**PROMPT:** Your answer should be the lines of the material that include the word "Creates".
# # #
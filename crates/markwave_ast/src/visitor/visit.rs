//! Read-only visitor trait.

use std::ops::ControlFlow;

use crate::{Group, Inserter, Node};

use super::walk::{walk_children, walk_node};

/// Result of a visit. `Break` stops the traversal.
pub type VisitResult = ControlFlow<()>;

/// Read-only AST visitor.
///
/// Every method has a default that keeps walking, so implementors only
/// override the shapes they care about. Overriding [`Visitor::visit_group`]
/// takes over the traversal of that group's children.
pub trait Visitor<'a> {
    /// Called for every node before shape dispatch.
    fn visit_node(&mut self, node: &'a Node) -> VisitResult {
        walk_node(self, node)
    }

    /// Called for group nodes, transparent ones included.
    fn visit_group(&mut self, group: &'a Group) -> VisitResult {
        walk_children(self, &group.children)
    }

    /// Called for inserter nodes.
    fn visit_inserter(&mut self, _inserter: Inserter) -> VisitResult {
        ControlFlow::Continue(())
    }

    /// Called for text nodes.
    fn visit_text(&mut self, _value: &'a str) -> VisitResult {
        ControlFlow::Continue(())
    }
}
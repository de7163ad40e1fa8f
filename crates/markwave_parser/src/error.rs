//! Parse error types.

use thiserror::Error;

/// Errors that can occur while configuring the parser.
///
/// Parsing itself never fails; every input string has a defined output.
#[derive(Debug, Error, PartialEq, Eq)]
pub enum ParseError {
    /// Two delimiter roles share the same character.
    #[error("Delimiter '{delimiter}' is used for both {first} and {second}")]
    DuplicateDelimiter {
        /// The shared character.
        delimiter: char,
        /// First role using it.
        first: &'static str,
        /// Second role using it.
        second: &'static str,
    },

    /// A delimiter character that would clash with identifiers or text.
    #[error("Invalid {role} delimiter '{delimiter}': {reason}")]
    InvalidDelimiter {
        /// The delimiter role (command prefix, open or close).
        role: &'static str,
        /// The rejected character.
        delimiter: char,
        /// Why it was rejected.
        reason: &'static str,
    },
}

impl ParseError {
    /// Creates a new duplicate delimiter error.
    pub fn duplicate(delimiter: char, first: &'static str, second: &'static str) -> Self {
        Self::DuplicateDelimiter {
            delimiter,
            first,
            second,
        }
    }

    /// Creates a new invalid delimiter error.
    pub fn invalid(role: &'static str, delimiter: char, reason: &'static str) -> Self {
        Self::InvalidDelimiter {
            role,
            delimiter,
            reason,
        }
    }
}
# # #
**RESPONSE TO THIS EXERCISE:**
    /// Creates a new duplicate delimiter error.
    /// Creates a new invalid delimiter error.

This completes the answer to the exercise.